Problem to solve: Going through the entries below, copy out each line that contains "today".
[Opening Given records section]
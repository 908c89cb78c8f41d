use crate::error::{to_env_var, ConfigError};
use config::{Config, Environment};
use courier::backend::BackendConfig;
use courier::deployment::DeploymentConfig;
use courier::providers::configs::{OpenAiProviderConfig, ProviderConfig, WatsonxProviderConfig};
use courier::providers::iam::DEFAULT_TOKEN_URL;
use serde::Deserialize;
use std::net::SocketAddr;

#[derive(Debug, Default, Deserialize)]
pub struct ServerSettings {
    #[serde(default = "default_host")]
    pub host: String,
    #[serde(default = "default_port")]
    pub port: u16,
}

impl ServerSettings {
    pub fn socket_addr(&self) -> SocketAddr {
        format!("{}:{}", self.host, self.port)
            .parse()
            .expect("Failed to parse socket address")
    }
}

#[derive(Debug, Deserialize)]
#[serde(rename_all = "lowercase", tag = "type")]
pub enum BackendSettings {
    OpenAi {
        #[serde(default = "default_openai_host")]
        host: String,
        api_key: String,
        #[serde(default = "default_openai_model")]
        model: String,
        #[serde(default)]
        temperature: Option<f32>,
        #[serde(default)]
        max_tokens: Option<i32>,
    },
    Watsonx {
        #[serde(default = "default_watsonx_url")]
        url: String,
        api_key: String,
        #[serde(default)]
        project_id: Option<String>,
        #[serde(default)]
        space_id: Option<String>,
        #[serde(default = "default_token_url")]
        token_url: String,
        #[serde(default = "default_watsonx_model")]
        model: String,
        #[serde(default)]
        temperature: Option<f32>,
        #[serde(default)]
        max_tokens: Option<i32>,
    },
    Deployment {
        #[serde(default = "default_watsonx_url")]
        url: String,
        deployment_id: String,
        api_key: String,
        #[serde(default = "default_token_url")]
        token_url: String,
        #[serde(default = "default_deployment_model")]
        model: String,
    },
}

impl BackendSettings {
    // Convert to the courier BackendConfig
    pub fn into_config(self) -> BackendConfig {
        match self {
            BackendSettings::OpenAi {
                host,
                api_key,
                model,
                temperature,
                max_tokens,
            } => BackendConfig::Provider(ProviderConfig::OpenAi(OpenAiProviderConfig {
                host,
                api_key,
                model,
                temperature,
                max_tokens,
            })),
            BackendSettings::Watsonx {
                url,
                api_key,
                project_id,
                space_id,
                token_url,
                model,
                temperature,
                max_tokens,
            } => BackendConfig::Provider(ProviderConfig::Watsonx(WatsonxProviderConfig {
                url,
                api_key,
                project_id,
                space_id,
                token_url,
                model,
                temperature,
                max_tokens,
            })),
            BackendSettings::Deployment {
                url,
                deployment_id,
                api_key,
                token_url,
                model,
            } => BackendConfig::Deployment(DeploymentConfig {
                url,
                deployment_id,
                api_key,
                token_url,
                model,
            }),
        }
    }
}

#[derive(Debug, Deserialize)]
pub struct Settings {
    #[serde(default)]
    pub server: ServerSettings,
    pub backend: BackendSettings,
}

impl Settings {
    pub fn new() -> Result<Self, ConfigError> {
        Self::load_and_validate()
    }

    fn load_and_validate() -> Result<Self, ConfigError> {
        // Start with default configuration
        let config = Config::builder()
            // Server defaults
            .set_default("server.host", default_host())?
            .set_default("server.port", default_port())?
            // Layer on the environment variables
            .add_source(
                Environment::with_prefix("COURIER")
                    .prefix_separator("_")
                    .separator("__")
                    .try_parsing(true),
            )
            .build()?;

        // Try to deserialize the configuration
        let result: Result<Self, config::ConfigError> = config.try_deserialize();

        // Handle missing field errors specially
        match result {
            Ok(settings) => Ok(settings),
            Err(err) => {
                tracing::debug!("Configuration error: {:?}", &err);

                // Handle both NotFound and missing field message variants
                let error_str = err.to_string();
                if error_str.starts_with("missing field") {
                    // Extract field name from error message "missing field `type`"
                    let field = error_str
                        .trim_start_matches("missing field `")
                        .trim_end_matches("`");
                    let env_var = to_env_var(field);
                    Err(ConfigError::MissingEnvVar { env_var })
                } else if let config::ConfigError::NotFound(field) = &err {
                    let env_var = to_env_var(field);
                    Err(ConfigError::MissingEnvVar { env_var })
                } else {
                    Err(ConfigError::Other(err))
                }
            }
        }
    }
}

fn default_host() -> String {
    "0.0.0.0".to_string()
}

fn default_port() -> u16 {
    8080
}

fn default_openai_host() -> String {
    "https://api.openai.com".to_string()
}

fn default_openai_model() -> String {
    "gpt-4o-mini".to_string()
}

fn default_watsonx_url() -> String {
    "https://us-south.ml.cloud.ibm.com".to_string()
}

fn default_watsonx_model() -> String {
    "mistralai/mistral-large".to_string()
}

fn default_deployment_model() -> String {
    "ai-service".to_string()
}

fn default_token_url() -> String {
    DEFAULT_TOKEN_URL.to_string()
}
[Closing Given records section]
[Opening Given records section]
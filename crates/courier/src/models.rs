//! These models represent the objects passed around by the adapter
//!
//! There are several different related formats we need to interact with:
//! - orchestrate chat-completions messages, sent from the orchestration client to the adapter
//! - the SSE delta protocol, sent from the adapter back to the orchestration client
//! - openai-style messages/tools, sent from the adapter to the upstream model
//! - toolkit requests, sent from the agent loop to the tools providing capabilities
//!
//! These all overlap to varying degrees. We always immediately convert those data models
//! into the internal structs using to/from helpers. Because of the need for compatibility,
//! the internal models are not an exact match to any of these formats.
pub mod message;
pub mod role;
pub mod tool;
[Closing Given records section]
[Opening Given records section]
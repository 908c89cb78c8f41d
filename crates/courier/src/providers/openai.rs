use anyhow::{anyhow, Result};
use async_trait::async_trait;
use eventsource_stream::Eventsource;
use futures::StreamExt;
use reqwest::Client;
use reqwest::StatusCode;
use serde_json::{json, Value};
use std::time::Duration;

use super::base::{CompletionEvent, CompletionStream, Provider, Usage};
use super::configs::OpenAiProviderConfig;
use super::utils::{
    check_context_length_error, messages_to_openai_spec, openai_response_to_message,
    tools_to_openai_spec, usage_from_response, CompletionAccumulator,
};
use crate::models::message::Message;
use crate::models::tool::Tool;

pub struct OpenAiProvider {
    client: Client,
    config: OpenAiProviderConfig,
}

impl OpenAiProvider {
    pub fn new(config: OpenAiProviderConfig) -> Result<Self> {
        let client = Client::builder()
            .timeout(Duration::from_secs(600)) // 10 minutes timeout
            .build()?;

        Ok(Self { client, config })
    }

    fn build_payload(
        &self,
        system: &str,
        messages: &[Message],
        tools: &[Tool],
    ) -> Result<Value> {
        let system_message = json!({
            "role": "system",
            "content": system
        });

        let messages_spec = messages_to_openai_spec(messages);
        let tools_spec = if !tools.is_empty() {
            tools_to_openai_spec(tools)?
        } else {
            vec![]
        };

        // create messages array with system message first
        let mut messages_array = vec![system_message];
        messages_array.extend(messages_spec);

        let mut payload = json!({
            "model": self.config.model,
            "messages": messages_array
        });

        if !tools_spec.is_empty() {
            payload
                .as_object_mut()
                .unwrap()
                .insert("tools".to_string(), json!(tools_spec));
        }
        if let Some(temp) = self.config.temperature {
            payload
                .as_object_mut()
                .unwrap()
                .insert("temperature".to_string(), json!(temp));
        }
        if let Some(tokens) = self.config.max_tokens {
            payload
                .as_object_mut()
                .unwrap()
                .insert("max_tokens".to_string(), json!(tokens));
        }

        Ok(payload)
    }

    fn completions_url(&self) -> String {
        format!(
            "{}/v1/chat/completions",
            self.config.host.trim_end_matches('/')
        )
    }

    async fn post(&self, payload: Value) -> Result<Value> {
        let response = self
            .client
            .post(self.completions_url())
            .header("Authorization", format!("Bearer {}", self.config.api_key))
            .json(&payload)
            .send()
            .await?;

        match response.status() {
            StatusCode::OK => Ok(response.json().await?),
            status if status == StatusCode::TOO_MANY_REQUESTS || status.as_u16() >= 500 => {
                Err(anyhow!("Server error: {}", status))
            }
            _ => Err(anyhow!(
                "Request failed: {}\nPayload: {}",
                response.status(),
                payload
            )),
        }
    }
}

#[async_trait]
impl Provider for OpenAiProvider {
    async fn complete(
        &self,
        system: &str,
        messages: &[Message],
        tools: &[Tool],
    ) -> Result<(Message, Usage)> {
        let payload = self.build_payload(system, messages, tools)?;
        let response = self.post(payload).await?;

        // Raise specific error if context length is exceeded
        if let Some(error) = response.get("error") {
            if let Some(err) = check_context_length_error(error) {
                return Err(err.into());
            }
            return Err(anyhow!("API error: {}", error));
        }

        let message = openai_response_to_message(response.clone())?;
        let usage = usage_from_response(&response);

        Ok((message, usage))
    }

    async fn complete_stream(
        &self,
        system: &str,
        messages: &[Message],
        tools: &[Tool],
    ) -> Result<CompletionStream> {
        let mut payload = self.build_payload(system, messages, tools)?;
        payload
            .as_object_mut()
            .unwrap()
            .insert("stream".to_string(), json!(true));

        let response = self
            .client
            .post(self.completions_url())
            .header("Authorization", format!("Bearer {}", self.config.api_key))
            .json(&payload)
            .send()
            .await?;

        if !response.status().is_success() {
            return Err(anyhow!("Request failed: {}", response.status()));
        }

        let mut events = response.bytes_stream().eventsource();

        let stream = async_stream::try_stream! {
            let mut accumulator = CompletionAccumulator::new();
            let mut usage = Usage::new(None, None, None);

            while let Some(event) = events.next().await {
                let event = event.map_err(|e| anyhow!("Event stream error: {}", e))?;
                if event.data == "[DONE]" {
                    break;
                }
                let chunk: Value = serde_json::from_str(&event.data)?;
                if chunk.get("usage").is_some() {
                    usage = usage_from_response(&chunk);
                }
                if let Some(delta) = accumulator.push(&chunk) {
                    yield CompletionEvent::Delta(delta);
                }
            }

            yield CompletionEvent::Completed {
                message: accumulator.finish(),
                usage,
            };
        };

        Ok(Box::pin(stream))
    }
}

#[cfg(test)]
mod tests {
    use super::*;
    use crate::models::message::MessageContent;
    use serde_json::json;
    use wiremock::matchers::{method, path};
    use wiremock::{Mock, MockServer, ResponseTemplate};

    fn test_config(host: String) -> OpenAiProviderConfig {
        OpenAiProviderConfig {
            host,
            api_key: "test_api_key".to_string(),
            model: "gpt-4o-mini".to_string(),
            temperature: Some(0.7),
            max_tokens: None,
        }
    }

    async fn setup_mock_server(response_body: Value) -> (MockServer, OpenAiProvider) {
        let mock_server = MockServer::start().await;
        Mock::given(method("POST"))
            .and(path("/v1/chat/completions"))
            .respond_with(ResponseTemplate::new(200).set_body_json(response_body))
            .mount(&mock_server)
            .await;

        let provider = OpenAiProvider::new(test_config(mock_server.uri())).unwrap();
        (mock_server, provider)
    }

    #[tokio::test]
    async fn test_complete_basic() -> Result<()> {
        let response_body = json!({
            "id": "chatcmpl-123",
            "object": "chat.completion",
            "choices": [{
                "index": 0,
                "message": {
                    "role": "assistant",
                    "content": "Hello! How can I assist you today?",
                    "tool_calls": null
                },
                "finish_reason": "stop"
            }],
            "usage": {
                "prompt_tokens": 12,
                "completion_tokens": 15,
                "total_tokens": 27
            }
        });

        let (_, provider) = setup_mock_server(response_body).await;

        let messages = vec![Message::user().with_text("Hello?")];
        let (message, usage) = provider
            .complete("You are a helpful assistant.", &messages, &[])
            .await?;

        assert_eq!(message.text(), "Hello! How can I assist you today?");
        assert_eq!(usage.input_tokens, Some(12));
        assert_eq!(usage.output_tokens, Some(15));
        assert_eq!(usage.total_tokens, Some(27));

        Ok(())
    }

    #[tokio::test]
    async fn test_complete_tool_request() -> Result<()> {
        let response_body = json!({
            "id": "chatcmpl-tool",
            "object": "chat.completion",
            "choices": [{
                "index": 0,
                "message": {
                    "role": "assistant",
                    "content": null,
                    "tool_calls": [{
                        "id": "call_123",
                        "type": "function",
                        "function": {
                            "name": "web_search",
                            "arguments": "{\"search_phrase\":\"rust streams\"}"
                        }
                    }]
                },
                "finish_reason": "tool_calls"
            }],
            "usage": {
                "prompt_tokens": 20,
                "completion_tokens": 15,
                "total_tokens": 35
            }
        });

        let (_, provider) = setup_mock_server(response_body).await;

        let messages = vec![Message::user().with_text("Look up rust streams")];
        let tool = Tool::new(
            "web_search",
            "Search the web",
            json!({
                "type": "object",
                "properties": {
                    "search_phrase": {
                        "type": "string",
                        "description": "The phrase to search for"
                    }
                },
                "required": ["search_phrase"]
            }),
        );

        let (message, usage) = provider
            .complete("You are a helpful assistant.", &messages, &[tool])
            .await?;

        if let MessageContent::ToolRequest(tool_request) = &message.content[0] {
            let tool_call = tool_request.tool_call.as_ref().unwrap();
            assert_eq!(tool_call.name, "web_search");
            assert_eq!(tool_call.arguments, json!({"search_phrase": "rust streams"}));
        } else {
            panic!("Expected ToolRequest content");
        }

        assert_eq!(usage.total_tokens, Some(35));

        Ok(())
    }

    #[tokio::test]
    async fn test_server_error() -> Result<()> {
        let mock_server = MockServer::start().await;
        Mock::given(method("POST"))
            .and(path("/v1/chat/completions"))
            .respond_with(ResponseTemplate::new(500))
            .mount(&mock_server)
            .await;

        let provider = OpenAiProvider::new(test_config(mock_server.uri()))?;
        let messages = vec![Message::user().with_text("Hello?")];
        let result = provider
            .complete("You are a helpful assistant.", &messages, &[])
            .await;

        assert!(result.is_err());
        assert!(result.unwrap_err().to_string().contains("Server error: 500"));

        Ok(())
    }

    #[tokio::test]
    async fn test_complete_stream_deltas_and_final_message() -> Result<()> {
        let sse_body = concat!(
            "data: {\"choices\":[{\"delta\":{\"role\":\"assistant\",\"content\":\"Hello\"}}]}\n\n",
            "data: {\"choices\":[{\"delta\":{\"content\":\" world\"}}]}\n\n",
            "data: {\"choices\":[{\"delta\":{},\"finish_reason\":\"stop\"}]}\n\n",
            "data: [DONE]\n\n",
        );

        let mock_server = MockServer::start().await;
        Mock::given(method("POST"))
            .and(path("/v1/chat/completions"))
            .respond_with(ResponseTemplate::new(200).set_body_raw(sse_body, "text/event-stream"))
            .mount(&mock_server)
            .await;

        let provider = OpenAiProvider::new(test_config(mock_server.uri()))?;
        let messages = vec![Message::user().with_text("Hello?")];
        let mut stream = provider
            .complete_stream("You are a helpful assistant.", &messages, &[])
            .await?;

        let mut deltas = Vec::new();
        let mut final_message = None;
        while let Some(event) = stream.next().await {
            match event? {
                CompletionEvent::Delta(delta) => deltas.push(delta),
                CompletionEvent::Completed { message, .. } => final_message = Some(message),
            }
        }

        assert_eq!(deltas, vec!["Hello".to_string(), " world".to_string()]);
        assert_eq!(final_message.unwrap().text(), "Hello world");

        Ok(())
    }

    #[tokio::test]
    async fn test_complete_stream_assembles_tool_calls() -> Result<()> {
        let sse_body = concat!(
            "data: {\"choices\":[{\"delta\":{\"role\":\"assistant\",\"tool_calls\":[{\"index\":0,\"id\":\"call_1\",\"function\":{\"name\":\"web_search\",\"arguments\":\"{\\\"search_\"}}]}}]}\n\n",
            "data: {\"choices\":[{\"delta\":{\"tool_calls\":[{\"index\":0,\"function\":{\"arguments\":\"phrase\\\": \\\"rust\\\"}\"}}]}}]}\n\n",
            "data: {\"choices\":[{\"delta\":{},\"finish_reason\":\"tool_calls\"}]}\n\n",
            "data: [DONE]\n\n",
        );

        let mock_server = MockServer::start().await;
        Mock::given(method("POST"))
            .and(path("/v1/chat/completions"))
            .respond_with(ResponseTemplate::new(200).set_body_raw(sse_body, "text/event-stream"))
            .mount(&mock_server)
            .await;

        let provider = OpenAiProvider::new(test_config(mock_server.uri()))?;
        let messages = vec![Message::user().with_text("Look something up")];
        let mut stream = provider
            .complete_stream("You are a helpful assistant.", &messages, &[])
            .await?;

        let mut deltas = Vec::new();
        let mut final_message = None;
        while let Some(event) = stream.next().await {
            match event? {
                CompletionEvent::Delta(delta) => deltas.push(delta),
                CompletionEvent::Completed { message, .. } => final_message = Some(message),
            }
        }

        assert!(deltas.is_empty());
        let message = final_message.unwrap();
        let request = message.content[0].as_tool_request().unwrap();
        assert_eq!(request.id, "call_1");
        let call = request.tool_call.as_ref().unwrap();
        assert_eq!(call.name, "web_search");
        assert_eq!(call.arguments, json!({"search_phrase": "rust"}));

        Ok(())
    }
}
[Closing Given records section]
The completed task:
                    "content": "Hello! How can I assist you today?",
        assert_eq!(message.text(), "Hello! How can I assist you today?");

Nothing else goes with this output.